And what ends up happening is you have each of that driving reporting in different ways. And then of course that creates misalignment because not everyone is using the exact same definitions and the reporting is different and you have all these challenges. And then when data is trapped in cloud tools and you have that misalignment, and it's hard to do the analysis to your point, Dan, I think a lot of companies end up in a place where you're just trying to get data out of a lot of those systems. And as crazy as it sounds, a lot of it just ends up in spreadsheets because you have to make decisions, you have to hit quarterly numbers. But that's not scalable, especially with the amount of data that many companies are collecting. Can you talk about just briefly a couple of examples of what were the problems caused by data being trapped in cloud tools?

Dan Baker (09:38)

Yeah. As you quite rightly said Eric, the obvious go-to at this point is that you pull data directly from these sources, these tools, into spreadsheets, like Google Sheets is a great source for that kind of stuff.
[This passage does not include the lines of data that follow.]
use chrono::{Datelike, NaiveDateTime};
use serde::{Deserialize, Serialize};

/// ISO 4217 currency representation.
#[derive(Debug, Clone, Serialize, Deserialize, PartialEq, Eq, Hash)]
pub struct CurrencyCode(pub String);

impl CurrencyCode {
    pub fn new(code: impl Into<String>) -> Self {
        Self(code.into().trim().to_uppercase())
    }

    pub fn as_str(&self) -> &str {
        &self.0
    }
}

impl Default for CurrencyCode {
    fn default() -> Self {
        Self::new("INR")
    }
}

/// How the integer part of a number is split into digit groups.
#[derive(Debug, Clone, Copy, Serialize, Deserialize, PartialEq, Eq)]
pub enum GroupingStyle {
    /// `1,234,567`
    Thousands,
    /// `12,34,567`: the last three digits, then pairs.
    Indian,
}

/// Locale-aware formatting preferences.
#[derive(Debug, Clone, Serialize, Deserialize, PartialEq)]
pub struct LocaleConfig {
    pub language_tag: String,
    pub decimal_separator: char,
    pub grouping_separator: char,
    pub grouping: GroupingStyle,
}

impl Default for LocaleConfig {
    fn default() -> Self {
        Self::for_tag("en-IN")
    }
}

impl LocaleConfig {
    /// Formatting rules for a BCP 47 tag. Unknown tags get `en-US` rules.
    pub fn for_tag(tag: &str) -> Self {
        let (decimal_separator, grouping_separator, grouping) = match tag {
            "en-IN" | "hi-IN" => ('.', ',', GroupingStyle::Indian),
            "de-DE" | "es-ES" | "it-IT" => (',', '.', GroupingStyle::Thousands),
            "fr-FR" => (',', ' ', GroupingStyle::Thousands),
            _ => ('.', ',', GroupingStyle::Thousands),
        };
        Self {
            language_tag: tag.to_string(),
            decimal_separator,
            grouping_separator,
            grouping,
        }
    }
}

#[derive(Debug, Clone, Copy, Serialize, Deserialize, PartialEq, Eq)]
pub enum NegativeStyle {
    Sign,
    Parentheses,
}

#[derive(Debug, Clone, Copy, Serialize, Deserialize, PartialEq, Eq)]
pub enum CurrencyDisplay {
    Symbol,
    Code,
}

#[derive(Debug, Clone, Serialize, Deserialize, PartialEq)]
pub struct FormatOptions {
    pub currency_display: CurrencyDisplay,
    pub negative_style: NegativeStyle,
}

impl Default for FormatOptions {
    fn default() -> Self {
        Self {
            currency_display: CurrencyDisplay::Symbol,
            negative_style: NegativeStyle::Sign,
        }
    }
}

pub fn symbol_for(code: &str) -> String {
    match code {
        "INR" => "₹".into(),
        "USD" => "$".into(),
        "EUR" => "€".into(),
        "GBP" => "£".into(),
        "JPY" => "¥".into(),
        "AUD" => "A$".into(),
        _ => code.into(),
    }
}

pub fn minor_units_for(code: &str) -> u8 {
    match code {
        "JPY" => 0,
        "KWD" | "BHD" => 3,
        _ => 2,
    }
}

pub fn format_number(locale: &LocaleConfig, value: f64, precision: u8) -> String {
    let body = format!("{:.*}", precision as usize, value.abs());
    let (int_part, fraction) = match body.split_once('.') {
        Some((int_part, fraction)) => (int_part, Some(fraction)),
        None => (body.as_str(), None),
    };
    let mut rendered = group_digits(int_part, locale.grouping_separator, locale.grouping);
    if let Some(fraction) = fraction {
        rendered.push(locale.decimal_separator);
        rendered.push_str(fraction);
    }
    if value < 0.0 && rendered.chars().any(|ch| ch.is_ascii_digit() && ch != '0') {
        rendered.insert(0, '-');
    }
    rendered
}

fn group_digits(digits: &str, separator: char, style: GroupingStyle) -> String {
    let chars: Vec<char> = digits.chars().collect();
    let mut grouped = String::with_capacity(chars.len() + chars.len() / 2);
    for (index, ch) in chars.iter().enumerate() {
        let remaining = chars.len() - index;
        if index > 0 && is_group_boundary(remaining, style) {
            grouped.push(separator);
        }
        grouped.push(*ch);
    }
    grouped
}

fn is_group_boundary(remaining: usize, style: GroupingStyle) -> bool {
    match style {
        GroupingStyle::Thousands => remaining % 3 == 0,
        GroupingStyle::Indian => remaining == 3 || (remaining > 3 && (remaining - 3) % 2 == 0),
    }
}

/// Renders `amount` as a currency string, e.g. `₹1,23,456.78` or `-$5.00`.
pub fn format_currency_value(
    amount: f64,
    code: &CurrencyCode,
    locale: &LocaleConfig,
    options: &FormatOptions,
) -> String {
    let amount = if amount.is_finite() { amount } else { 0.0 };
    let precision = minor_units_for(code.as_str());
    let unsigned = format_number(locale, amount.abs(), precision);
    let negative = format_number(locale, amount, precision).starts_with('-');

    let prefixed = match options.currency_display {
        CurrencyDisplay::Symbol => format!("{}{}", symbol_for(code.as_str()), unsigned),
        CurrencyDisplay::Code => format!("{} {}", code.as_str(), unsigned),
    };
    if !negative {
        return prefixed;
    }
    match options.negative_style {
        NegativeStyle::Sign => format!("-{}", prefixed),
        NegativeStyle::Parentheses => format!("({})", prefixed),
    }
}

/// Timestamp label used in listings, e.g. `01 Mar 2024 14:30`.
pub fn format_timestamp(timestamp: NaiveDateTime) -> String {
    format!(
        "{:02} {} {} {}",
        timestamp.day(),
        month_label(timestamp.month()),
        timestamp.year(),
        timestamp.format("%H:%M")
    )
}

fn month_label(month: u32) -> &'static str {
    match month {
        1 => "Jan",
        2 => "Feb",
        3 => "Mar",
        4 => "Apr",
        5 => "May",
        6 => "Jun",
        7 => "Jul",
        8 => "Aug",
        9 => "Sep",
        10 => "Oct",
        11 => "Nov",
        12 => "Dec",
        _ => "",
    }
}

#[cfg(test)]
mod tests {
    use super::*;
    use chrono::NaiveDate;

    fn inr(amount: f64) -> String {
        format_currency_value(
            amount,
            &CurrencyCode::default(),
            &LocaleConfig::default(),
            &FormatOptions::default(),
        )
    }

    #[test]
    fn indian_grouping_pairs_after_thousands() {
        assert_eq!(inr(0.0), "₹0.00");
        assert_eq!(inr(999.5), "₹999.50");
        assert_eq!(inr(1000.0), "₹1,000.00");
        assert_eq!(inr(123456.78), "₹1,23,456.78");
        assert_eq!(inr(12345678.0), "₹1,23,45,678.00");
    }

    #[test]
    fn negative_amounts_lead_with_sign() {
        assert_eq!(inr(-500.0), "-₹500.00");
        assert_eq!(inr(-0.001), "₹0.00");
    }

    #[test]
    fn western_locales_group_by_thousands() {
        let usd = CurrencyCode::new("usd");
        let locale = LocaleConfig::for_tag("en-US");
        let options = FormatOptions::default();
        assert_eq!(
            format_currency_value(1234567.891, &usd, &locale, &options),
            "$1,234,567.89"
        );

        let eur = CurrencyCode::new("EUR");
        let german = LocaleConfig::for_tag("de-DE");
        let parens = FormatOptions {
            currency_display: CurrencyDisplay::Code,
            negative_style: NegativeStyle::Parentheses,
        };
        assert_eq!(
            format_currency_value(-9876.5, &eur, &german, &parens),
            "(EUR 9.876,50)"
        );
    }

    #[test]
    fn yen_has_no_minor_units() {
        let jpy = CurrencyCode::new("JPY");
        let locale = LocaleConfig::for_tag("en-US");
        assert_eq!(
            format_currency_value(1500.0, &jpy, &locale, &FormatOptions::default()),
            "¥1,500"
        );
    }

    #[test]
    fn timestamp_label_is_day_month_year_time() {
        let at = NaiveDate::from_ymd_opt(2024, 3, 1)
            .unwrap()
            .and_hms_opt(14, 30, 59)
            .unwrap();
        assert_eq!(format_timestamp(at), "01 Mar 2024 14:30");
    }
}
And we all know these integrations with all of these tools with Google Sheets and we can get data out and we can present it to the right people, it doesn't allow the joining of that data, which is a key part from our perspective. And it was more about... It's kind of a twofold approach, right? So people want to use the tool they're already using, as I mentioned previously, whether it's HubSpot, Salesforce, whatever tool, what everyone's used to using.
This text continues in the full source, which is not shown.